The first mention of the quinolone efflux pump-encoding gene (qepA) was in a study by Yamane et al. ³² According to their reports, the gene confers the ability to reduce the accumulation of fluoroquinolones in the cell as with most efflux pumps. The gene has been gaining more attention because it has been reported to be carried by many Gram negative bacteria groups globally. In this study, 43.3% of the quinolone-resistant isolates were detected to carry the gene. The proportion of the gene in this study is very high compared to other studies carried out on clinical and environmental isolates. In a study carried out on wastewater from a hospital in India, 10% of the isolates recovered carried qepA as reported by Diwan et al. ²⁶ while Yang et al. ³³ reported that 3.3% of 2297 blood culture isolates obtained between 2004 and 2011 were detected to harbor qepA. As reported by Osinka et al. ¹ and Zurfuh et al. ² the frequency of occurrence of qepA is always lesser than that of aac(6′)-Ib-cr, and this same trend was evident in this study.

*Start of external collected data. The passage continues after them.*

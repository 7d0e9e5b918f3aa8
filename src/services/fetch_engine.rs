//! Per-item pipeline run by the work queue
//!
//! For each `WorkItem`: check what artwork already exists, apply the retry
//! policy, resolve the canonical id through an ordered list of lookup
//! strategies, optionally probe the video for auto badges, download the
//! poster and backdrop, and finally hand the item to the refresh channel.

use std::path::{Path, PathBuf};
use std::sync::Arc;
use std::time::{Duration, SystemTime};

use chrono::Datelike;
use futures::FutureExt;
use tracing::{debug, error, info, warn};

use super::artwork::{ArtworkKind, ArtworkRequest, ArtworkUrls, DEFAULT_IMAGE_BASE_URL, ImageService, Overlay, write_artwork};
use super::library_state::{LibraryState, QueueState};
use super::media_server::{self, MediaServer};
use super::prober::{AutoBadgeRules, Prober, derive_badges, probe_with_record, record_path};
use super::providers::IdTranslator;
use super::queue::WorkQueue;
use super::refresh_channel::RefreshChannel;
use super::resolver::{IdentifierResolver, ResolveOptions};
use super::retry_policy::{RetryPolicy, is_retry_window_open};
use super::titles::{imdb_id_in_name, tmdb_id_in_name, tvdb_id_in_name, within_proximity};
use super::waterfall::{Outcome, Strategy, first_match};
use crate::config::{Settings, SettingsHandle};
use crate::error::FetchError;
use crate::media::{ExplicitIds, MediaType, RefreshRequest, WorkItem, is_video_file, subdirectories, video_files};

/// Delays used by the engine
#[derive(Debug, Clone, Copy)]
pub struct EngineTimings {
    /// Pause after an item completes, before the next one starts
    pub settle: Duration,
    /// Wait before a failed write is attempted again
    pub write_retry: Duration,
}

impl Default for EngineTimings {
    fn default() -> Self {
        Self {
            settle: Duration::from_secs(1),
            write_retry: Duration::from_secs(4 * 60 * 60),
        }
    }
}

#[derive(Debug, Clone, Copy, PartialEq, Eq)]
pub enum SkipReason {
    Disabled,
    EmptyFolder,
    RetryWindow,
}

/// What happened to one artifact
#[derive(Debug, Clone, Copy, PartialEq, Eq)]
pub enum ArtifactStatus {
    Written,
    /// Not requested this run
    Skipped,
    /// The image service had nothing for the id
    Missing,
    WriteFailed,
    QuotaExceeded,
}

#[derive(Debug, Clone, PartialEq, Eq)]
pub enum ItemOutcome {
    Skipped(SkipReason),
    AlreadyPresent,
    Unmatched,
    /// Forced recheck of a title that was not released recently
    NotRecent(String),
    Processed {
        imdb_id: String,
        poster: ArtifactStatus,
        backdrop: ArtifactStatus,
    },
}

/// Inputs to the backdrop decision
#[derive(Debug, Clone, Copy, Default)]
pub struct BackdropPlan {
    pub blocked: bool,
    pub backdrop_exists: bool,
    pub poster_exists: bool,
    pub forced: bool,
    /// Rating order or backdrop badges apply
    pub has_overlays: bool,
    pub retry_policy_active: bool,
    pub avoid_optimized: bool,
    /// The id's known release year is the current year
    pub released_this_year: bool,
}

impl BackdropPlan {
    /// `coin` is only flipped for recent titles whose backdrop was deferred
    pub fn should_fetch(&self, coin: impl FnOnce() -> bool) -> bool {
        if self.blocked || (self.backdrop_exists && !self.forced) {
            return false;
        }
        if self.retry_policy_active || self.avoid_optimized || self.has_overlays {
            return true;
        }
        let deferred = self.poster_exists && !self.backdrop_exists;
        !deferred || (self.released_this_year && coin())
    }
}

/// Filesystem facts gathered before any network call
struct ItemSetup {
    target: PathBuf,
    media_folder: String,
    poster_exists: bool,
    backdrop_exists: bool,
}

pub struct FetchEngine {
    settings: SettingsHandle,
    state: Arc<LibraryState>,
    flags: Arc<QueueState>,
    resolver: Arc<IdentifierResolver>,
    images: Arc<dyn ImageService>,
    prober: Arc<dyn Prober>,
    queue: WorkQueue<WorkItem>,
    translator: Option<Arc<dyn IdTranslator>>,
    media_server: Option<Arc<dyn MediaServer>>,
    refresh: Option<Arc<RefreshChannel>>,
    urls: ArtworkUrls,
    timings: EngineTimings,
}
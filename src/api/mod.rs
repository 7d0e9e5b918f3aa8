//! HTTP routes
//!
//! Status and scan triggers for the local UI, plus the Radarr and Sonarr
//! webhook receivers.

pub mod health;
pub mod scan;
pub mod webhooks;

use axum::{
    http::StatusCode,
    response::{IntoResponse, Response},
    Json,
};
use serde::Serialize;

use crate::error::ScanError;

#[derive(Debug, Serialize)]
pub struct ActionResponse {
    pub success: bool,
    #[serde(skip_serializing_if = "Option::is_none")]
    pub queued: Option<usize>,
    #[serde(skip_serializing_if = "Option::is_none")]
    pub error: Option<String>,
}

impl ActionResponse {
    pub fn ok() -> Self {
        Self {
            success: true,
            queued: None,
            error: None,
        }
    }

    pub fn queued(count: usize) -> Self {
        Self {
            queued: Some(count),
            ..Self::ok()
        }
    }

    pub fn failed(error: impl Into<String>) -> Self {
        Self {
            success: false,
            queued: None,
            error: Some(error.into()),
        }
    }
}

impl ScanError {
    pub fn status_code(&self) -> StatusCode {
        match self {
            ScanError::TooSoon => StatusCode::TOO_MANY_REQUESTS,
            ScanError::AlreadyRunning => StatusCode::CONFLICT,
            ScanError::InvalidId(_) => StatusCode::BAD_REQUEST,
            ScanError::FolderNotFound(_) => StatusCode::NOT_FOUND,
            ScanError::MissingApiKey => StatusCode::PRECONDITION_FAILED,
        }
    }
}

impl IntoResponse for ScanError {
    fn into_response(self) -> Response {
        (self.status_code(), Json(ActionResponse::failed(self.to_string()))).into_response()
    }
}
//! `/status`: the current agent registry as JSON.

use axum::extract::State;
use axum::Json;

use crate::state::AppState;
use crate::supervisor::{self, AgentStatus};

/// `GET /status`: one entry per supervised agent, with liveness queried at
/// response time.
pub async fn get_status(State(state): State<AppState>) -> Json<Vec<AgentStatus>> {
    Json(supervisor::status(&state).await)
}
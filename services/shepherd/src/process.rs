//! Child-process supervision for agent subprocesses.
//!
//! Spawning pipes all three standard streams; the supervisor never reads the
//! output streams itself; callers tee them into the parent's logging.  Exit
//! is observed lazily: a crashed child is only noticed on the next liveness
//! query or an explicit termination.  There is no auto-restart.

use std::collections::HashMap;
use std::io;
use std::path::PathBuf;
use std::process::{ExitStatus, Stdio};
use std::time::Duration;

use thiserror::Error;
use tokio::process::{Child, ChildStderr, ChildStdin, ChildStdout, Command};
use tokio::sync::Mutex;
use tracing::{debug, warn};

#[derive(Debug, Error)]
pub enum ProcessError {
    #[error("argv must not be empty")]
    EmptyArgv,
    #[error("child stdio was not captured")]
    MissingStdio,
    #[error("failed to spawn '{program}': {source}")]
    Spawn {
        program: String,
        #[source]
        source: io::Error,
    },
}

/// How to launch a child process.
#[derive(Debug, Clone, Default)]
pub struct SpawnSpec {
    pub argv: Vec<String>,
    /// Working directory; inherited when unset.
    pub dir: Option<PathBuf>,
    /// Environment additions, applied on top of the inherited (or cleared)
    /// environment.
    pub env: HashMap<String, String>,
    /// Inherit nothing before applying `env`.
    pub clear_env: bool,
}

/// A freshly spawned child with its captured streams.
///
/// The streams are handed out exactly once, at spawn; the handle keeps only
/// the process itself (plus stdin, so the pipe stays open until removal).
pub struct Spawned {
    pub handle: ProcessHandle,
    pub stdout: ChildStdout,
    pub stderr: ChildStderr,
}

struct Inner {
    child: Child,
    status: Option<ExitStatus>,
    stdin: Option<ChildStdin>,
}

/// Owning handle to a live child process.
pub struct ProcessHandle {
    inner: Mutex<Inner>,
    pid: Option<u32>,
}

impl ProcessHandle {
    /// Launch the child described by `spec`.
    ///
    /// Spawn failure surfaces to the caller; nothing is tracked for a child
    /// that never started.
    pub fn spawn(spec: &SpawnSpec) -> Result<Spawned, ProcessError> {
        let (program, args) = spec.argv.split_first().ok_or(ProcessError::EmptyArgv)?;
        let mut cmd = Command::new(program);
        cmd.args(args)
            .stdin(Stdio::piped())
            .stdout(Stdio::piped())
            .stderr(Stdio::piped())
            .kill_on_drop(true);
        if let Some(dir) = &spec.dir {
            cmd.current_dir(dir);
        }
        if spec.clear_env {
            cmd.env_clear();
        }
        cmd.envs(&spec.env);

        let mut child = cmd.spawn().map_err(|source| ProcessError::Spawn {
            program: program.clone(),
            source,
        })?;
        let stdin = child.stdin.take().ok_or(ProcessError::MissingStdio)?;
        let stdout = child.stdout.take().ok_or(ProcessError::MissingStdio)?;
        let stderr = child.stderr.take().ok_or(ProcessError::MissingStdio)?;
        let pid = child.id();
        debug!(program = %program, pid, "child spawned");

        Ok(Spawned {
            handle: ProcessHandle {
                inner: Mutex::new(Inner {
                    child,
                    status: None,
                    stdin: Some(stdin),
                }),
                pid,
            },
            stdout,
            stderr,
        })
    }

    pub fn pid(&self) -> Option<u32> {
        self.pid
    }

    /// Take the child's stdin pipe, if nobody has yet.
    pub async fn take_stdin(&self) -> Option<ChildStdin> {
        self.inner.lock().await.stdin.take()
    }

    /// Whether the child is still running.  Exit is detected here, lazily.
    pub async fn alive(&self) -> bool {
        let mut inner = self.inner.lock().await;
        if inner.status.is_some() {
            return false;
        }
        match inner.child.try_wait() {
            Ok(Some(status)) => {
                inner.status = Some(status);
                false
            }
            Ok(None) => true,
            Err(error) => {
                warn!(pid = self.pid, %error, "liveness check failed; treating child as gone");
                false
            }
        }
    }

    /// Block up to `timeout` for exit.  Returns whether the child has exited.
    /// Safe to call repeatedly.
    pub async fn wait_timeout(&self, timeout: Duration) -> bool {
        let mut inner = self.inner.lock().await;
        if inner.status.is_some() {
            return true;
        }
        match tokio::time::timeout(timeout, inner.child.wait()).await {
            Ok(Ok(status)) => {
                inner.status = Some(status);
                true
            }
            Ok(Err(error)) => {
                warn!(pid = self.pid, %error, "wait on child failed");
                false
            }
            Err(_elapsed) => false,
        }
    }

    /// Bounded-time termination: wait up to `timeout` for a clean exit, then
    /// force-kill and reap.  Returns whether the exit was clean (before the
    /// kill).  Safe to call repeatedly.
    pub async fn terminate(&self, timeout: Duration) -> bool {
        if self.wait_timeout(timeout).await {
            return true;
        }
        let mut inner = self.inner.lock().await;
        if inner.status.is_none() {
            warn!(pid = self.pid, "child did not exit in time; force-killing");
            if let Err(error) = inner.child.start_kill() {
                debug!(pid = self.pid, %error, "kill failed; child already gone");
            }
            match inner.child.wait().await {
                Ok(status) => inner.status = Some(status),
                Err(error) => warn!(pid = self.pid, %error, "reaping killed child failed"),
            }
        }
        false
    }

    /// The exit status, if the child's exit has been observed.
    pub async fn exit_status(&self) -> Option<ExitStatus> {
        self.inner.lock().await.status
    }
}
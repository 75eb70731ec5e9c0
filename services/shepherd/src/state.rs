//! Shared service state.
//!
//! The agent registry and last-message cache are the two pieces of shared
//! mutable state; both serialize updates through an `RwLock`.  Add is a plain
//! insert (silent overwrite allowed), remove is delete-if-present, and status
//! and prefix matching work on snapshots.

use std::collections::HashMap;
use std::sync::Arc;

use serde_json::{Map, Value};
use tempfile::TempPath;
use tokio::sync::RwLock;

use shepherd_protocol::Envelope;

use crate::broker::MessageProducer;
use crate::bus::EventBus;
use crate::config::ShepherdConfig;
use crate::process::ProcessHandle;

/// One supervised agent.
///
/// Owning the blob temp paths ties their lifetime to the record: the files
/// are deleted when the record is dropped, not at process exit.
pub struct AgentRecord {
    pub agent_type: String,
    pub agent_config: Map<String, Value>,
    pub process: Arc<ProcessHandle>,
    #[allow(dead_code)]
    blob_files: Vec<TempPath>,
}

impl AgentRecord {
    pub fn new(
        agent_type: String,
        agent_config: Map<String, Value>,
        process: ProcessHandle,
        blob_files: Vec<TempPath>,
    ) -> AgentRecord {
        AgentRecord {
            agent_type,
            agent_config,
            process: Arc::new(process),
            blob_files,
        }
    }
}

pub type AgentRegistry = Arc<RwLock<HashMap<String, AgentRecord>>>;

/// `{topic → last blob-stripped envelope}`, answering late-joining websocket
/// clients asking for an initial snapshot.
pub type LastMessageCache = Arc<RwLock<HashMap<String, Envelope>>>;

#[derive(Clone)]
pub struct AppState {
    pub config: Arc<ShepherdConfig>,
    pub registry: AgentRegistry,
    pub last_messages: LastMessageCache,
    pub bus: EventBus,
    pub producer: Arc<dyn MessageProducer>,
}

impl AppState {
    pub fn new(config: Arc<ShepherdConfig>, producer: Arc<dyn MessageProducer>) -> AppState {
        AppState {
            config,
            registry: Arc::new(RwLock::new(HashMap::new())),
            last_messages: Arc::new(RwLock::new(HashMap::new())),
            bus: EventBus::new(),
            producer,
        }
    }
}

The co-occurrence of the PMQR determinants in the Escherichia coli from this study raises a serious concern as 29 out of 30 fluoroquinolone-resistant isolates genotyped in this study carried at least two PMQR determinants suggesting that E. coli from untreated wastewater from healthcare institutions could be potential reservoirs of fluoroquinolone-resistant isolates carrying a high burden of PMQR genes. This could expose other bacteria groups in receiving water bodies or other environments to the likelihood of picking up these genes via horizontal transfer, thus further complicating the fight against resistant bugs. More attention should be focused on studies involving the detection of PMQR determinants in isolates from non-clinical sources as a larger number of studies on quinolone resistance in bacteria have focused on isolates from human clinical samples, hence the dearth of reported studies on PMQR determinants in non-clinical samples. This trend aligns with the findings of Joel et al. ³⁴ who reported the co-carriage of PMQR determinants by E. coli from animal waste obtained from a Teaching and Research farm in Nigeria. The samples in both studies might not be related, but it gives an insight into the difficult situation inherent in dealing with fluoroquinolone resistance in bacteria, as these isolates are armed with so many resistance mechanisms.

Conclusion

This present study is germane as it has provided more insight into the carriage of PMQR determinants by E. coli from the non-clinical settings, in this case untreated hospital wastewater. There was varying level of resistance by the isolates to the tested antibiotics. qnrA was the predominant PMQR gene detected in the isolates with a percentage occurrence of 76.7%, followed by qnrS (63.3%), qnrB (53.3%), aac(6′)-lb-cr (43.3%), and qepA (43.3%). The least occurring PMQR determinant in the E. coli obtained in this study was the quinolone efflux pump (qepA), which was detected in 40% of the isolates selected for PMQR genotyping. There was co-occurrence of PMQR genes in all but one of the fluoroquinolone-resistant E. coli, and this is quite very alarming. Effective treatment methods for wastewater generated from healthcare institutions need to be put in place to prevent the spread of antibiotic-resistant “bugs” from hospital wastewater discharges into the environment. There is a need however, to carry out more research on more non-clinical environments to know the exact contribution of these sources to the scourge of antibiotic resistance.